* **EXERCISE AIM**
The entries that follow include a run beginning at the line with "impl Default for RenderConfig" and ending at the line with "pub fn aspect_ratio(&self)"; restate that run word for word and leave the rest out.

Saved entries:
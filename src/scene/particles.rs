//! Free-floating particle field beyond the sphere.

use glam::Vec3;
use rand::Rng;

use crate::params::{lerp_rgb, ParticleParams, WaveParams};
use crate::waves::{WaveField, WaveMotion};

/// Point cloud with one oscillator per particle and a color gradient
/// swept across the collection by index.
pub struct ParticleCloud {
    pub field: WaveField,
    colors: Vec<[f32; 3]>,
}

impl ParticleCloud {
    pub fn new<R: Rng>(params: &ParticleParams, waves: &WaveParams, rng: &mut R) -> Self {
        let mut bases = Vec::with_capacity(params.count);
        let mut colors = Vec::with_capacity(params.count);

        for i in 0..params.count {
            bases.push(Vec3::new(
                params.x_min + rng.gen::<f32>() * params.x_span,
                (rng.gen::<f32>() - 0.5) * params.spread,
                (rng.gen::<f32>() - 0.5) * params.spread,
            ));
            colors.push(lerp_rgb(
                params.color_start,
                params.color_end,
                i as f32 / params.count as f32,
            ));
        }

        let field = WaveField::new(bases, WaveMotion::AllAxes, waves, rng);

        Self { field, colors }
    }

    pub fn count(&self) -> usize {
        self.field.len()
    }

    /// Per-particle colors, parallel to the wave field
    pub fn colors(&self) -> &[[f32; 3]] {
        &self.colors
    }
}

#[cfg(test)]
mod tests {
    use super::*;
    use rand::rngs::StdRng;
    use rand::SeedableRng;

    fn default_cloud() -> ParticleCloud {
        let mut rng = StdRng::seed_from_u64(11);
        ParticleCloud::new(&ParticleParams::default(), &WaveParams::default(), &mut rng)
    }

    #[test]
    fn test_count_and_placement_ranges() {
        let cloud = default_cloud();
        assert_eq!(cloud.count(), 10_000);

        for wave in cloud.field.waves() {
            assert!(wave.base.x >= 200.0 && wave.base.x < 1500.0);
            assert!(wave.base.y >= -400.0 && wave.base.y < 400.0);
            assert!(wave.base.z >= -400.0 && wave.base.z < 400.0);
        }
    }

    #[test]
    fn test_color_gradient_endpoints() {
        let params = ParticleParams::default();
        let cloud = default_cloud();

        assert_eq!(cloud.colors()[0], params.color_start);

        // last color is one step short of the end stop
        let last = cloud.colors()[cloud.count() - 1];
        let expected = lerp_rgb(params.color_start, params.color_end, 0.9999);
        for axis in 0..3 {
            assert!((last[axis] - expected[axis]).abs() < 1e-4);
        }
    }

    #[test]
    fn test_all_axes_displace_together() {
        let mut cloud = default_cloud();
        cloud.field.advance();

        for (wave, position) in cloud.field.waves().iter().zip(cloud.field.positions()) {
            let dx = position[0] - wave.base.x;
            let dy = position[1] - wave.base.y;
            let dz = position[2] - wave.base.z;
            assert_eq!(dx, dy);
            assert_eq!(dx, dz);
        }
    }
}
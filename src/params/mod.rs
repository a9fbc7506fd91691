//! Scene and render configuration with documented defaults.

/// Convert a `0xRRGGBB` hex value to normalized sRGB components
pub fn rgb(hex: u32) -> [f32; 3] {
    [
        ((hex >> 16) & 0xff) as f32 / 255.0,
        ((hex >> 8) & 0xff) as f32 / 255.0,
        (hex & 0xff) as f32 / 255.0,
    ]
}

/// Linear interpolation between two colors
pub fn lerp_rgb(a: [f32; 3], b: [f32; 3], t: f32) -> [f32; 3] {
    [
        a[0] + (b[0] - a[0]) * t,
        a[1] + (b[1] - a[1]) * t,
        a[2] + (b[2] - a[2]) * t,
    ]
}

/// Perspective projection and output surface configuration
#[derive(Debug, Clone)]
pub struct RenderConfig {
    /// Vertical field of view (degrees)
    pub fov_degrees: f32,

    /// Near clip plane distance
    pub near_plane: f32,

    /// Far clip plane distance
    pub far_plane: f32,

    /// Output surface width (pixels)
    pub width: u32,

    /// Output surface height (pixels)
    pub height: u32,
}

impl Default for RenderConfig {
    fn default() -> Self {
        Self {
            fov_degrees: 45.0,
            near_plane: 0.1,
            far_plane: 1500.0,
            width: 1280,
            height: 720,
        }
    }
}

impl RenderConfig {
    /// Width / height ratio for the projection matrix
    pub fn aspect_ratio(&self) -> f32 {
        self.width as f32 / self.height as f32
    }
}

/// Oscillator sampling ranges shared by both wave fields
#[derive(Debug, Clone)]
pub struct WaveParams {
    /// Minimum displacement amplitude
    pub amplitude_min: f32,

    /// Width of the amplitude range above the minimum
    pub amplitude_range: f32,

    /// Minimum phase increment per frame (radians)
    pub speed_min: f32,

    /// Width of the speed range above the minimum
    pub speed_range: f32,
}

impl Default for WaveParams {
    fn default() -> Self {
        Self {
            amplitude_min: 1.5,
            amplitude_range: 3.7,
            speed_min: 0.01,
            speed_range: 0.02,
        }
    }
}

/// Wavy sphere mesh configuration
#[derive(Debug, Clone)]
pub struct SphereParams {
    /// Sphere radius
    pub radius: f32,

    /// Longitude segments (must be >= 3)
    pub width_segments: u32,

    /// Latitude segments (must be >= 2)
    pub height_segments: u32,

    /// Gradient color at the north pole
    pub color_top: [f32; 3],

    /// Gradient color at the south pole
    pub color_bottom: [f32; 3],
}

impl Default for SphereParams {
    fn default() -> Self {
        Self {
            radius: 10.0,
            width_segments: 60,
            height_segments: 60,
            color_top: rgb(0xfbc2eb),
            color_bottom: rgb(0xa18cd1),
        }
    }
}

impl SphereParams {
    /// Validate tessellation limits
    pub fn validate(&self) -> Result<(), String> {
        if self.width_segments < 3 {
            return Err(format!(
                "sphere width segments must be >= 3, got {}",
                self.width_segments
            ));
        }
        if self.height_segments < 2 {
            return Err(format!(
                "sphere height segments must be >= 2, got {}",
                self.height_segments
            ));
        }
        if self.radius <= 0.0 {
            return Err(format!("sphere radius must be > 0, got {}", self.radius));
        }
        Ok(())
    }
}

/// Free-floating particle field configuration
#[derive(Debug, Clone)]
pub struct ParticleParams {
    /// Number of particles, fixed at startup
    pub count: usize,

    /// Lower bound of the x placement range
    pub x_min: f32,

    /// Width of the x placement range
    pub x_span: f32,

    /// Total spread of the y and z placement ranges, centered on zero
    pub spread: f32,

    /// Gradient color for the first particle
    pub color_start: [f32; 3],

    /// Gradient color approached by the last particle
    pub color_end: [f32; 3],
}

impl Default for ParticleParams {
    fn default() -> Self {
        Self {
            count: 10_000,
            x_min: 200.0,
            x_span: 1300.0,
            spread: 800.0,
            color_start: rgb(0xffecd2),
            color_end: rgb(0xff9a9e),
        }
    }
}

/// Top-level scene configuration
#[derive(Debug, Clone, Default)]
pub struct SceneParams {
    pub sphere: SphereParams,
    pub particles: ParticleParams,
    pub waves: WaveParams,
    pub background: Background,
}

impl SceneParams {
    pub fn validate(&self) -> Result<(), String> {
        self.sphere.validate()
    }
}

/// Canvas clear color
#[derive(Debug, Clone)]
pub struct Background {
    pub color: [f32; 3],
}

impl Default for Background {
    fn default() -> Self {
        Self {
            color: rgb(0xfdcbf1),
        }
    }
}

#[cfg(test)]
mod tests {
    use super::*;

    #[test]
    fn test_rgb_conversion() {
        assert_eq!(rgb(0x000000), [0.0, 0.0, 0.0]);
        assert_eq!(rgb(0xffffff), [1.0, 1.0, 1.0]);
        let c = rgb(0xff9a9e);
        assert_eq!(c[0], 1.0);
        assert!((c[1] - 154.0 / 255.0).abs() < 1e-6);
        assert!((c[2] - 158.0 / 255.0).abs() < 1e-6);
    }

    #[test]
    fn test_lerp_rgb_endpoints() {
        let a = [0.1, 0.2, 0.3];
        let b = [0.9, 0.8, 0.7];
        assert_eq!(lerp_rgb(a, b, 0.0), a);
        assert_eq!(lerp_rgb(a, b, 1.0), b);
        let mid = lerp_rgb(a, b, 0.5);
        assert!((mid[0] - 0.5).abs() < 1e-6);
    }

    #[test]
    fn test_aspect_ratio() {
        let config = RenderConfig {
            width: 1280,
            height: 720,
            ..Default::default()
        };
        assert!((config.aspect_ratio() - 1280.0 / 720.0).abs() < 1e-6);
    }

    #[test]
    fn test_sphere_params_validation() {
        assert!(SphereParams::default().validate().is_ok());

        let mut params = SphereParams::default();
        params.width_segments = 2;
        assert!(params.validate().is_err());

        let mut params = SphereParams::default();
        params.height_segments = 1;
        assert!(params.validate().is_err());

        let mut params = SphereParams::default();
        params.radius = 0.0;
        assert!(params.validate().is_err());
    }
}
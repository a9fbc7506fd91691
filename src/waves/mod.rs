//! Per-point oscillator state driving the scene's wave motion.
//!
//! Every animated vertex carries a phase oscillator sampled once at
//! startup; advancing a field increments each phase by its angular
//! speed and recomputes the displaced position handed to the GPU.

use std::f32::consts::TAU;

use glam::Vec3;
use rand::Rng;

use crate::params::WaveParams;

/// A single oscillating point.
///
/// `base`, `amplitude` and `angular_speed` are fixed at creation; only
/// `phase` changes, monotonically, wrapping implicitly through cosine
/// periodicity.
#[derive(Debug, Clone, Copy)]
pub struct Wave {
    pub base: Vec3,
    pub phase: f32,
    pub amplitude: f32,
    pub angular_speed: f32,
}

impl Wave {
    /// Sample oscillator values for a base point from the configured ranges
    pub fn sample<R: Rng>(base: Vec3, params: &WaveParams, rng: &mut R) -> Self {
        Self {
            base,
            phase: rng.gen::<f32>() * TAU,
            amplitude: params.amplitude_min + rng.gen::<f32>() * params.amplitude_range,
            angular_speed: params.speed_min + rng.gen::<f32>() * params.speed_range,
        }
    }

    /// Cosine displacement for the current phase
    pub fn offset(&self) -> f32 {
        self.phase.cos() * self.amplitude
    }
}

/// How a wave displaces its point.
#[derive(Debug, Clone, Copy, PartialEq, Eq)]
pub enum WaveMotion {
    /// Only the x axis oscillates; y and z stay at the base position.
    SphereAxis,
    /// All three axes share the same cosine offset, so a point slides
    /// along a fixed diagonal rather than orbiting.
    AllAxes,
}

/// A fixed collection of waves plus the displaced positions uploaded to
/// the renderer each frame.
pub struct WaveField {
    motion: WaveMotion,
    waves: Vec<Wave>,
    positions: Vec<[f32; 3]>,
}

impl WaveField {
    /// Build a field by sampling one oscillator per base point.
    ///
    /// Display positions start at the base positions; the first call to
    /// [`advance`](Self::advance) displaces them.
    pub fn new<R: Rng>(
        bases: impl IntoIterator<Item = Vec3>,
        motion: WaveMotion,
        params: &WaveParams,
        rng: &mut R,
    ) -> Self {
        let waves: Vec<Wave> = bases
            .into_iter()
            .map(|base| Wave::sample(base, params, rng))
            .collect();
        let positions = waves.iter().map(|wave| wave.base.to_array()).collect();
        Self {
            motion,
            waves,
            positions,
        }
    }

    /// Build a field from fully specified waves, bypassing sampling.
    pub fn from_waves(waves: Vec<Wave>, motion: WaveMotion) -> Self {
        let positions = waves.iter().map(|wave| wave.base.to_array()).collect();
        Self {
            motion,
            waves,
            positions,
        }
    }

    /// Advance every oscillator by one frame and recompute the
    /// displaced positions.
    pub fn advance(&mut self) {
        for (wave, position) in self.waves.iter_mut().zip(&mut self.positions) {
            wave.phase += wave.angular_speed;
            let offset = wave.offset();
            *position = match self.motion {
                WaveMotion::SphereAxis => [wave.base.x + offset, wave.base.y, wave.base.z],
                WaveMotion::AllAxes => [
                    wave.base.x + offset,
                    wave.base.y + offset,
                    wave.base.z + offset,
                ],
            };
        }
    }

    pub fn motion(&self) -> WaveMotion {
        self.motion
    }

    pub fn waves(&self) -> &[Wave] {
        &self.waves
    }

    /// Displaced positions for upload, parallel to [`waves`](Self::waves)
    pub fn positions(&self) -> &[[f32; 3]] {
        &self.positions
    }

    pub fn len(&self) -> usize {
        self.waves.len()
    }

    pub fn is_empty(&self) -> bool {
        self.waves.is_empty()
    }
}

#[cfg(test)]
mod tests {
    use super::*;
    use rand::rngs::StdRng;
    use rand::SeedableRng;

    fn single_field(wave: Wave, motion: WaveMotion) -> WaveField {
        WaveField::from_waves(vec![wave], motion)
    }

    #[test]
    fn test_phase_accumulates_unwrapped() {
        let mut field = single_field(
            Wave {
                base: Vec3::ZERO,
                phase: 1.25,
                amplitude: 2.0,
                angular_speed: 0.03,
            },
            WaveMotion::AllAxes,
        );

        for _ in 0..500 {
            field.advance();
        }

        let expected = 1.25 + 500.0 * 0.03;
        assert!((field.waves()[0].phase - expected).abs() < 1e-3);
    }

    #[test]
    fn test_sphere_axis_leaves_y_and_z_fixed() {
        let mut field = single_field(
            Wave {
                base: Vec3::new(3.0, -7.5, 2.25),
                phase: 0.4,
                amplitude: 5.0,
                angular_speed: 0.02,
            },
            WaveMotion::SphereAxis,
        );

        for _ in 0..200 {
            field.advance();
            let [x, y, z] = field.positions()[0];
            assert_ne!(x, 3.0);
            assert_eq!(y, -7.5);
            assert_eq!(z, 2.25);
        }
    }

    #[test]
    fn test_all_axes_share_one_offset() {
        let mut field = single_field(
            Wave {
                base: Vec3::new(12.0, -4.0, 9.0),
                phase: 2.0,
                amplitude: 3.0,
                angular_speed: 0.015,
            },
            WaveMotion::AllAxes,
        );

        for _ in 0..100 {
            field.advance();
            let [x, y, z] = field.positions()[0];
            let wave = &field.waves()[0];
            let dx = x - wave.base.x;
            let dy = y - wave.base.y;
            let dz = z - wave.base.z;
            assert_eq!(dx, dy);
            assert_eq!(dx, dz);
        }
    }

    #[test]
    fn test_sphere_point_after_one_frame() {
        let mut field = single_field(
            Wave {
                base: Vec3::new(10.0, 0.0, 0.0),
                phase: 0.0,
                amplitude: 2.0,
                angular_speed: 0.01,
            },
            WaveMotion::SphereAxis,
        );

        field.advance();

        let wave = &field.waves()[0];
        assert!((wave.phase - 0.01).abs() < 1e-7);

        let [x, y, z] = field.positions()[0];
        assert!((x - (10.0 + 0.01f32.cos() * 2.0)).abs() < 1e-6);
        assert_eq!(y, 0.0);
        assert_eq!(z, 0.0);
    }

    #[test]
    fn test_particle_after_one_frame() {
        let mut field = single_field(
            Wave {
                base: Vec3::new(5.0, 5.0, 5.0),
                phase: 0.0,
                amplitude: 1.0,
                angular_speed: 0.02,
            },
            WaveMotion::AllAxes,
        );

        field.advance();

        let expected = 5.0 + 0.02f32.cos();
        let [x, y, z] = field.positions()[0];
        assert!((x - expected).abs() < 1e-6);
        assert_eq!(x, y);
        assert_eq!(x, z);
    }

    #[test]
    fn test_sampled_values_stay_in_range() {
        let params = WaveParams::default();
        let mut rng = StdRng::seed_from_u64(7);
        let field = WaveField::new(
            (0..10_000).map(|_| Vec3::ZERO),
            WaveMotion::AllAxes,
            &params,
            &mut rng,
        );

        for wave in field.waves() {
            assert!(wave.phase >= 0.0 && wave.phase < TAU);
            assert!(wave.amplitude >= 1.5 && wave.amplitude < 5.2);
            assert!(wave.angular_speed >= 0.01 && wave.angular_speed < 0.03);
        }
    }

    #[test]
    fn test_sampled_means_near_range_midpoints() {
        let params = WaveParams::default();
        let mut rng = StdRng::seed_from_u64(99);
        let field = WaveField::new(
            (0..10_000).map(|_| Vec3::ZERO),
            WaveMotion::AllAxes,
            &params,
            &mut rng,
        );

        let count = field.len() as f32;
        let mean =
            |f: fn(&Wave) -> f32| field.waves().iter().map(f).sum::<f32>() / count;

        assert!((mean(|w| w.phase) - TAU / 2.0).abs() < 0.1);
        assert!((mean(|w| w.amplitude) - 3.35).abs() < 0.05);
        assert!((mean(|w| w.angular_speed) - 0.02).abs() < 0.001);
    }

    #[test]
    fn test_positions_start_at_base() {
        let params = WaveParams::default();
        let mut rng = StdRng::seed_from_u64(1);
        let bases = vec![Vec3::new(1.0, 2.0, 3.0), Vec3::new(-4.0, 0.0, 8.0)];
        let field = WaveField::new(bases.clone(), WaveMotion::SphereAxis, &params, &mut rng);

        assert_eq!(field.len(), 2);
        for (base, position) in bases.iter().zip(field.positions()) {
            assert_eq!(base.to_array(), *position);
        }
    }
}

* **ANSWER TO THIS EXERCISE**
impl Default for RenderConfig {
    fn default() -> Self {
        Self {
            fov_degrees: 45.0,
            near_plane: 0.1,
            far_plane: 1500.0,
            width: 1280,
            height: 720,
        }
    }
}

impl RenderConfig {
    /// Width / height ratio for the projection matrix
    pub fn aspect_ratio(&self) -> f32 {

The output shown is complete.